(Stored data entries)
= Beginning of Section =
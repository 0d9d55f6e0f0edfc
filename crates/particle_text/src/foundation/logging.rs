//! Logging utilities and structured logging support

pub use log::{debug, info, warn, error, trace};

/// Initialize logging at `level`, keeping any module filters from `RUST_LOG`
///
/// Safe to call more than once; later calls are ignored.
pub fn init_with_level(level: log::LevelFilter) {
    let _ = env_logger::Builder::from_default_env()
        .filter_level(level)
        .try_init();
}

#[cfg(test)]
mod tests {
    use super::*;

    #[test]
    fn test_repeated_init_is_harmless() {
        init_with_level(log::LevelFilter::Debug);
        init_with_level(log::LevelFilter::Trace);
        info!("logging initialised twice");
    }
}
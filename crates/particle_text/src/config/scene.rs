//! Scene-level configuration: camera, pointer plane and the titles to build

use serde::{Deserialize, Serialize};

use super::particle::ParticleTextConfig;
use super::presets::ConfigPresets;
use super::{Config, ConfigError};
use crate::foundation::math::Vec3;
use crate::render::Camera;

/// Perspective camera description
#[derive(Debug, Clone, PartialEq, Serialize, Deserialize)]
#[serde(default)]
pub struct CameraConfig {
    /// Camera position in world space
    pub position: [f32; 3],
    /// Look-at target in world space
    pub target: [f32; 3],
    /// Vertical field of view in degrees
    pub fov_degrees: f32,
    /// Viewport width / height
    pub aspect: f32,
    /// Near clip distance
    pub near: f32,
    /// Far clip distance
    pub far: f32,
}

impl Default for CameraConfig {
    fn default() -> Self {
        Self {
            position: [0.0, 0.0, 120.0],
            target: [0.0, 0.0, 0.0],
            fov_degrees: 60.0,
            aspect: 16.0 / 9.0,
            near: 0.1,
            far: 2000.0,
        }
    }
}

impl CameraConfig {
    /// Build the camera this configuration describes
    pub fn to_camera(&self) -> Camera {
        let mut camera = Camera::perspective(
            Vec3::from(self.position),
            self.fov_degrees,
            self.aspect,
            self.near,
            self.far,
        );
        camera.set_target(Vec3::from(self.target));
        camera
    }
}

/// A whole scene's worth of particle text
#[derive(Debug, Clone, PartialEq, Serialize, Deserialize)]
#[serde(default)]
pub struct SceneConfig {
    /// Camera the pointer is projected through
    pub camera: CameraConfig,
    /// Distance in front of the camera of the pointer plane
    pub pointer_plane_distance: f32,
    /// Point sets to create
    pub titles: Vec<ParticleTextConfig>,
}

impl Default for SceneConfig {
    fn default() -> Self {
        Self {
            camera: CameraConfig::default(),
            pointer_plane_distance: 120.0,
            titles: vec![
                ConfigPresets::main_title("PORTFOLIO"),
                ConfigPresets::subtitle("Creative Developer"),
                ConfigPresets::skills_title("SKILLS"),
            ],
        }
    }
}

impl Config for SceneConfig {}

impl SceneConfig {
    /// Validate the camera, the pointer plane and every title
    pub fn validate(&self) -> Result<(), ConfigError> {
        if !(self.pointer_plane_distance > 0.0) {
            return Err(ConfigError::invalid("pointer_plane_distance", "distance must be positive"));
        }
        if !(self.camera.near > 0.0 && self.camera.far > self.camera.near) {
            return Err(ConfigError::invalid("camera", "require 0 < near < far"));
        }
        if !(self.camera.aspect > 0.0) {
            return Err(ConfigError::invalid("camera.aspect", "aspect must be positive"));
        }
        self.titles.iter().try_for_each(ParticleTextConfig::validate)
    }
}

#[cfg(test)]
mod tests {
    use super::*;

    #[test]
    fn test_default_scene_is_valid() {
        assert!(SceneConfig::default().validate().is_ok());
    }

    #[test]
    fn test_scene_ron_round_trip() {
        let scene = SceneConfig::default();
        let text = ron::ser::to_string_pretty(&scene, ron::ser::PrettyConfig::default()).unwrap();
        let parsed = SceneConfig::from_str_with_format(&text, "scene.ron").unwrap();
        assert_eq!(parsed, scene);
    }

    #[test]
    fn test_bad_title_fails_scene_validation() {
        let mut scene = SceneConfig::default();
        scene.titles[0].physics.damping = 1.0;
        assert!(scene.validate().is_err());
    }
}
= End of Section =
Count the lines in the records above that contain "impl". Reply with the number only.

The answer ::
5